Problem description: Go through the data and copy every line in which "impl" appears.

Input data:

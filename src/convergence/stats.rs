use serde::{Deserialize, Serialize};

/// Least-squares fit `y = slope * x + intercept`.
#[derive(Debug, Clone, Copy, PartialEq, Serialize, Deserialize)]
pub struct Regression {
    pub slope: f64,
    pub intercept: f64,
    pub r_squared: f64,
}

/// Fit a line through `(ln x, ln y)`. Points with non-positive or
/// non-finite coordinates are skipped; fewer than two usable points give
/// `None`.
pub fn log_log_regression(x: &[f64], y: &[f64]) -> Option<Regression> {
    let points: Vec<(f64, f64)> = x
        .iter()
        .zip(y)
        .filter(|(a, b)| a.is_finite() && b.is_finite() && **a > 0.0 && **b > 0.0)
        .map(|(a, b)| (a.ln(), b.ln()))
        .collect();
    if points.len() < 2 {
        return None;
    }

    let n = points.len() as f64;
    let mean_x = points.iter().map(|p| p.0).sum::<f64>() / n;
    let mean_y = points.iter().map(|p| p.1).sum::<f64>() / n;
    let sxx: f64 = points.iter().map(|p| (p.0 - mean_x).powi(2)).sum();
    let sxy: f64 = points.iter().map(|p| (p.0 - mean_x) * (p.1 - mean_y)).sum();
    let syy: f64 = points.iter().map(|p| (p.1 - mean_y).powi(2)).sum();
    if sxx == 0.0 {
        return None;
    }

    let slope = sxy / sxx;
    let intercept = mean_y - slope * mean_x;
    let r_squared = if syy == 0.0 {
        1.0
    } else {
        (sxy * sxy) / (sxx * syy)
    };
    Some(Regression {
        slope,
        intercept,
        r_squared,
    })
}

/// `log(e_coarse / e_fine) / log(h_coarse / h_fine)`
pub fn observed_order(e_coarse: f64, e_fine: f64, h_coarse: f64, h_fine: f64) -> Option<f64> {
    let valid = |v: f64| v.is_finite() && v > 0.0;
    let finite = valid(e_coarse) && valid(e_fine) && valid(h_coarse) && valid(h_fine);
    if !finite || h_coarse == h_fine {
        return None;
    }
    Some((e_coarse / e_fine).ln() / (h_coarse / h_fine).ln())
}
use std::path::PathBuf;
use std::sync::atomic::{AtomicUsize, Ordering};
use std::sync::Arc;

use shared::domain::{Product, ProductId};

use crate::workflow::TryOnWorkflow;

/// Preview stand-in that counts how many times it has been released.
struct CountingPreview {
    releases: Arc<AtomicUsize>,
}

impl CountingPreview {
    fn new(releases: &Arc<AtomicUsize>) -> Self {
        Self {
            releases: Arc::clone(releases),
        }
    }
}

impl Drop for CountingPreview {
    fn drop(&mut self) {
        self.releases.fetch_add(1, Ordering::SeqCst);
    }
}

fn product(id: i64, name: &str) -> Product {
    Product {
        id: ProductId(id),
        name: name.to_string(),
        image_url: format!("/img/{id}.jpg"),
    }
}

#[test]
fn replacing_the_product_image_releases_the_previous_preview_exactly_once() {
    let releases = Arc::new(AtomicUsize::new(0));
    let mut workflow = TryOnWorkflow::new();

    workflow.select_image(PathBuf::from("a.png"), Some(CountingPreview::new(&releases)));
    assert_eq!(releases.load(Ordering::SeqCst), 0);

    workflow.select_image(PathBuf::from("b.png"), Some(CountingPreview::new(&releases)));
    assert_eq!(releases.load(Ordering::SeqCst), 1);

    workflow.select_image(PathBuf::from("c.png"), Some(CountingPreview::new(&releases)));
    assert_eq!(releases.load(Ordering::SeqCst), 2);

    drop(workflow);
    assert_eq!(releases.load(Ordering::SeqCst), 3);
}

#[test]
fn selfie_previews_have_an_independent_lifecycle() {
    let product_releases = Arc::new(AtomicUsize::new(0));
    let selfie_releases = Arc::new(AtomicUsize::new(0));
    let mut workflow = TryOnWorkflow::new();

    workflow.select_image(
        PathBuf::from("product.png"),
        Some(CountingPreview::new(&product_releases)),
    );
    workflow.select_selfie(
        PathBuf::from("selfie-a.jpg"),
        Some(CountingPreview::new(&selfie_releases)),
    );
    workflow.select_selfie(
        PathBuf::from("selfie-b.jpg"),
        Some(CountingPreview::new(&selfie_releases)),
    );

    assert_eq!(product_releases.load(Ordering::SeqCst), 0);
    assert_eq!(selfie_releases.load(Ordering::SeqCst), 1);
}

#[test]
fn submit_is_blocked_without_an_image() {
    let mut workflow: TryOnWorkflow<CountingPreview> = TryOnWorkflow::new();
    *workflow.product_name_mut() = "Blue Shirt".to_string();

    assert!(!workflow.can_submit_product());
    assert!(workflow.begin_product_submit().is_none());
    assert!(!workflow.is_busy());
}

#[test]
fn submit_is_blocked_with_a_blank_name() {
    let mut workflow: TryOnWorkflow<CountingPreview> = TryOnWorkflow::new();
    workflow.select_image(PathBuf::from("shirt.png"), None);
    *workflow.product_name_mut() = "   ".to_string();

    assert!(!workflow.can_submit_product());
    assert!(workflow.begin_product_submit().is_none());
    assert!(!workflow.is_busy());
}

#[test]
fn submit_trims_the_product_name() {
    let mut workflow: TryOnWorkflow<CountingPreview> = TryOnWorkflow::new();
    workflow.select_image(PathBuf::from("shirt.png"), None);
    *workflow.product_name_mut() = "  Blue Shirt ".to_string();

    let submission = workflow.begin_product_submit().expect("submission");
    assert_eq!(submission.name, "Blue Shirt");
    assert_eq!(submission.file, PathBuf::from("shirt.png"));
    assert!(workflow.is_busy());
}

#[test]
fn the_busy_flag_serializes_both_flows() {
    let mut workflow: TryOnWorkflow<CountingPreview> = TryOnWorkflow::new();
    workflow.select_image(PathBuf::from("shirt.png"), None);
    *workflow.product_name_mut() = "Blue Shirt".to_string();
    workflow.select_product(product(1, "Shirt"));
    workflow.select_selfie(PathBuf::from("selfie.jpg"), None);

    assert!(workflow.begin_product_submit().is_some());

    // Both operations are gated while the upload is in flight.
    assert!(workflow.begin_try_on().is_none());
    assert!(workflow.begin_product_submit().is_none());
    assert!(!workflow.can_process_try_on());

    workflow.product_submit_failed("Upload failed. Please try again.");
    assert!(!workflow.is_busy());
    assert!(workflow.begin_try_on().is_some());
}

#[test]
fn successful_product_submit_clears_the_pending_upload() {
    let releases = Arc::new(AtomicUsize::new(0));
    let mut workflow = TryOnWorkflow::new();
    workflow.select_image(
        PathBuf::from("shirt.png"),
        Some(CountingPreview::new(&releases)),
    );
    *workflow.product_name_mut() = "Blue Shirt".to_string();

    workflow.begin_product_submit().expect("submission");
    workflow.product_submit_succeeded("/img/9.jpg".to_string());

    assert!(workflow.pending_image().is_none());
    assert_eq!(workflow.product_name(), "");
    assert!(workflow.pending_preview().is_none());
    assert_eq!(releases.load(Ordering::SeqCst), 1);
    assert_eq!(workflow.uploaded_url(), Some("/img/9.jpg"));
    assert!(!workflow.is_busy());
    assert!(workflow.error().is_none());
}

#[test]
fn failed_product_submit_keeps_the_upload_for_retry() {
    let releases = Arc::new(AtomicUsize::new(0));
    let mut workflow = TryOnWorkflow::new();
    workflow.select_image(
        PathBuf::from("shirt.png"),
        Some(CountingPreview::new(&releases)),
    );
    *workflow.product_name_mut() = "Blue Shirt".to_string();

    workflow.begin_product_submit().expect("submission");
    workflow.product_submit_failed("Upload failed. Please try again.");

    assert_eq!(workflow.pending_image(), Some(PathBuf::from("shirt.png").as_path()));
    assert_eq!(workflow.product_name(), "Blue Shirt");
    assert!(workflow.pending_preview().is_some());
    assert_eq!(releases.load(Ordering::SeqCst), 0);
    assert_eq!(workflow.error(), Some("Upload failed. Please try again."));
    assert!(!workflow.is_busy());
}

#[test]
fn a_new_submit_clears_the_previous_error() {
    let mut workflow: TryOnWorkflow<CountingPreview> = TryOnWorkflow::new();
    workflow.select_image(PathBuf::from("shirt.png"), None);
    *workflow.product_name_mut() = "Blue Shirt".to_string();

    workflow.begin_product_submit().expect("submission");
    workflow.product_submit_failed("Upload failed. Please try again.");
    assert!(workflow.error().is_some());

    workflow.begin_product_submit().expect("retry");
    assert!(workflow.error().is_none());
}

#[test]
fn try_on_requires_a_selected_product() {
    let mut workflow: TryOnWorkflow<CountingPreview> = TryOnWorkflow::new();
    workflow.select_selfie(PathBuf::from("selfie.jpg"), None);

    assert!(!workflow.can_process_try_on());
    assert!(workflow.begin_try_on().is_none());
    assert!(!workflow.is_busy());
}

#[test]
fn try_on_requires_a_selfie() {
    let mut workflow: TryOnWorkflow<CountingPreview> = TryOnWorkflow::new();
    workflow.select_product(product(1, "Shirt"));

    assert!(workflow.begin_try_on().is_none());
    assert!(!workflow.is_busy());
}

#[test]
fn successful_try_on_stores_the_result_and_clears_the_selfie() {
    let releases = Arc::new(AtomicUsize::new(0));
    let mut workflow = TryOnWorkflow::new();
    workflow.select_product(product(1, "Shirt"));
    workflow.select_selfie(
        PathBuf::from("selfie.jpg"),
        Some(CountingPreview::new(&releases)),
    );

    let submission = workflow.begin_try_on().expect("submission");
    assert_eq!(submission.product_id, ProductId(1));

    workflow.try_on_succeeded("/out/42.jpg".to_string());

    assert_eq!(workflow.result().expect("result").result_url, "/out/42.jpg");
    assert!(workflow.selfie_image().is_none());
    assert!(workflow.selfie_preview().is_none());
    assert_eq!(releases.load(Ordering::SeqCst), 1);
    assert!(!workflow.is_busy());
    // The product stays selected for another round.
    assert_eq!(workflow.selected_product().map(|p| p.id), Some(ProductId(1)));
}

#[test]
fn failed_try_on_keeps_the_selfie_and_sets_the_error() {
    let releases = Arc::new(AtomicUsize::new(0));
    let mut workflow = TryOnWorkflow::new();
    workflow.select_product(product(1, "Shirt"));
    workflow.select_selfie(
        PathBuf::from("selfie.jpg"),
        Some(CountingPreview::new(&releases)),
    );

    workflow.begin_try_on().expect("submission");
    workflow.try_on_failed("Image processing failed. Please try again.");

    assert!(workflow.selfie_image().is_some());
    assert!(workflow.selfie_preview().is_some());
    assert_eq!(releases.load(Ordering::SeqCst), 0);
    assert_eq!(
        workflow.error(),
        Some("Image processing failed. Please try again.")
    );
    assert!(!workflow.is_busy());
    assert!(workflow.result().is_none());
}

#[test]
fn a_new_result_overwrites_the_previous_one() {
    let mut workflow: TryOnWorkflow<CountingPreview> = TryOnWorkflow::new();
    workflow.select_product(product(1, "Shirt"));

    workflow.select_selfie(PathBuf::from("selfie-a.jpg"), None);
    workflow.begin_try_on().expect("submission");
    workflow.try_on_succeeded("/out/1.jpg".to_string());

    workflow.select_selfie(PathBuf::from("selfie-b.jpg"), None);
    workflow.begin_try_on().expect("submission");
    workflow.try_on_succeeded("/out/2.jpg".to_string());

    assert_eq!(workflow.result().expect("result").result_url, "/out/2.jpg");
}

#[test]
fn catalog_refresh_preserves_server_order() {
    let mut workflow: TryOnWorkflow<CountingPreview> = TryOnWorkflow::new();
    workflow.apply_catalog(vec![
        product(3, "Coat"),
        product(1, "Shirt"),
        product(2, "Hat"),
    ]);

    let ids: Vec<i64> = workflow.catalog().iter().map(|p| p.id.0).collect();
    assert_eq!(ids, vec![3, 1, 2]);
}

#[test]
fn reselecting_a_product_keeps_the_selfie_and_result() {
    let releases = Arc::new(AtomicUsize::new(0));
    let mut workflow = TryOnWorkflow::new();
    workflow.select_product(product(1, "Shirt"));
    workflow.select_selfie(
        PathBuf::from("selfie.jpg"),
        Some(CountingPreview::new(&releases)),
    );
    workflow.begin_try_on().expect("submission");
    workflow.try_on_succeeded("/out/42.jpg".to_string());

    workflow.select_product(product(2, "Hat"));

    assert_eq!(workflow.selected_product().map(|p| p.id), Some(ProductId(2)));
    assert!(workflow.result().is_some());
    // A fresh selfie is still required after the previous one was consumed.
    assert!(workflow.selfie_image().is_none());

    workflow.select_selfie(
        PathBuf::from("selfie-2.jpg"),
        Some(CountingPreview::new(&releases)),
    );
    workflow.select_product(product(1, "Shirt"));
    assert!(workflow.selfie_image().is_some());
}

Answer box:
impl CountingPreview {
impl Drop for CountingPreview {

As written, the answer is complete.